## What you will do
Write the listing out again in full. Every character must match.

## Supplied information
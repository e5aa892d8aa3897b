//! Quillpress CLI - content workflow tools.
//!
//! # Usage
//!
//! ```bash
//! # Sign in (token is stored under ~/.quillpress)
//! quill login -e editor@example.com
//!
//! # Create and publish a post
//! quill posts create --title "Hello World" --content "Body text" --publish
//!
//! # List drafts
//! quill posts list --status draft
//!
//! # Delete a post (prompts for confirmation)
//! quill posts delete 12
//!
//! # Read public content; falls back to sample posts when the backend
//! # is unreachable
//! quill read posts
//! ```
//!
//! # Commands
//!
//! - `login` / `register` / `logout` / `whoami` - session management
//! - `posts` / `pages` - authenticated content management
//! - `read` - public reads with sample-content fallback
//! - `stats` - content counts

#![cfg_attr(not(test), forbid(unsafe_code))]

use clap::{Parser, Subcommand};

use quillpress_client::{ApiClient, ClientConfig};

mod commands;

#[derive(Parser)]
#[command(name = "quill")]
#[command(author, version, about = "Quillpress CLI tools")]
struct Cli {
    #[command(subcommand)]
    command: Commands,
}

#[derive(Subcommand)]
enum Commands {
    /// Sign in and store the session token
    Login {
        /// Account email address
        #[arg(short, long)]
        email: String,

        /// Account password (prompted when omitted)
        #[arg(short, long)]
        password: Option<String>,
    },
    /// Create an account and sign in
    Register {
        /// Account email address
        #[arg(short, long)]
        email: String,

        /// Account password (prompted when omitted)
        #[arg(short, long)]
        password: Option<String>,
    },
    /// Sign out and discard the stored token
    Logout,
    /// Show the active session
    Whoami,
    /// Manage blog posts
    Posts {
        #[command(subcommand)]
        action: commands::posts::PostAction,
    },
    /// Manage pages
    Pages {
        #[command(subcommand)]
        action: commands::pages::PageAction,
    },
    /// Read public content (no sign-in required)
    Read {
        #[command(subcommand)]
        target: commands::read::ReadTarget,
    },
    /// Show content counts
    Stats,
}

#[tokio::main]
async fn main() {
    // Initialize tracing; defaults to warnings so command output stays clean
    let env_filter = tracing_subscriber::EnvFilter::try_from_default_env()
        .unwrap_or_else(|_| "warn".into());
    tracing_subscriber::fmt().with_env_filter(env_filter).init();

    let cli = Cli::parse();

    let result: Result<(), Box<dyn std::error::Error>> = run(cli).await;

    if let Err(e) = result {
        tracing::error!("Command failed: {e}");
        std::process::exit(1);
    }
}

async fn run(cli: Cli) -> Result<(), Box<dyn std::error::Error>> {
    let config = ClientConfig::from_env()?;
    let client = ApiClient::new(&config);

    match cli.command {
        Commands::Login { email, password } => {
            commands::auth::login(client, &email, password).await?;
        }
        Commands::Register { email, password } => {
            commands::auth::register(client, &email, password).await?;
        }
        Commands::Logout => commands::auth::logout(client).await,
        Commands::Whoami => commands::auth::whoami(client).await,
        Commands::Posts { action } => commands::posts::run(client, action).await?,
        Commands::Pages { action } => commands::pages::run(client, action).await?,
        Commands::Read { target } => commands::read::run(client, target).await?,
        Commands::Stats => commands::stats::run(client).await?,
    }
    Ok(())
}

## Solution to this task
repository e5aa892d8aa3897b
//! Quillpress CLI - content workflow tools.
//!
//! # Usage
//!
//! ```bash
//! # Sign in (token is stored under ~/.quillpress)
//! quill login -e editor@example.com
//!
//! # Create and publish a post
//! quill posts create --title "Hello World" --content "Body text" --publish
//!
//! # List drafts
//! quill posts list --status draft
//!
//! # Delete a post (prompts for confirmation)
//! quill posts delete 12
//!
//! # Read public content; falls back to sample posts when the backend
//! # is unreachable
//! quill read posts
//! ```
//!
//! # Commands
//!
//! - `login` / `register` / `logout` / `whoami` - session management
//! - `posts` / `pages` - authenticated content management
//! - `read` - public reads with sample-content fallback
//! - `stats` - content counts

#![cfg_attr(not(test), forbid(unsafe_code))]

use clap::{Parser, Subcommand};

use quillpress_client::{ApiClient, ClientConfig};

mod commands;

#[derive(Parser)]
#[command(name = "quill")]
#[command(author, version, about = "Quillpress CLI tools")]
struct Cli {
    #[command(subcommand)]
    command: Commands,
}

#[derive(Subcommand)]
enum Commands {
    /// Sign in and store the session token
    Login {
        /// Account email address
        #[arg(short, long)]
        email: String,

        /// Account password (prompted when omitted)
        #[arg(short, long)]
        password: Option<String>,
    },
    /// Create an account and sign in
    Register {
        /// Account email address
        #[arg(short, long)]
        email: String,

        /// Account password (prompted when omitted)
        #[arg(short, long)]
        password: Option<String>,
    },
    /// Sign out and discard the stored token
    Logout,
    /// Show the active session
    Whoami,
    /// Manage blog posts
    Posts {
        #[command(subcommand)]
        action: commands::posts::PostAction,
    },
    /// Manage pages
    Pages {
        #[command(subcommand)]
        action: commands::pages::PageAction,
    },
    /// Read public content (no sign-in required)
    Read {
        #[command(subcommand)]
        target: commands::read::ReadTarget,
    },
    /// Show content counts
    Stats,
}

#[tokio::main]
async fn main() {
    // Initialize tracing; defaults to warnings so command output stays clean
    let env_filter = tracing_subscriber::EnvFilter::try_from_default_env()
        .unwrap_or_else(|_| "warn".into());
    tracing_subscriber::fmt().with_env_filter(env_filter).init();

    let cli = Cli::parse();

    let result: Result<(), Box<dyn std::error::Error>> = run(cli).await;

    if let Err(e) = result {
        tracing::error!("Command failed: {e}");
        std::process::exit(1);
    }
}

async fn run(cli: Cli) -> Result<(), Box<dyn std::error::Error>> {
    let config = ClientConfig::from_env()?;
    let client = ApiClient::new(&config);

    match cli.command {
        Commands::Login { email, password } => {
            commands::auth::login(client, &email, password).await?;
        }
        Commands::Register { email, password } => {
            commands::auth::register(client, &email, password).await?;
        }
        Commands::Logout => commands::auth::logout(client).await,
        Commands::Whoami => commands::auth::whoami(client).await,
        Commands::Posts { action } => commands::posts::run(client, action).await?,
        Commands::Pages { action } => commands::pages::run(client, action).await?,
        Commands::Read { target } => commands::read::run(client, target).await?,
        Commands::Stats => commands::stats::run(client).await?,
    }
    Ok(())
}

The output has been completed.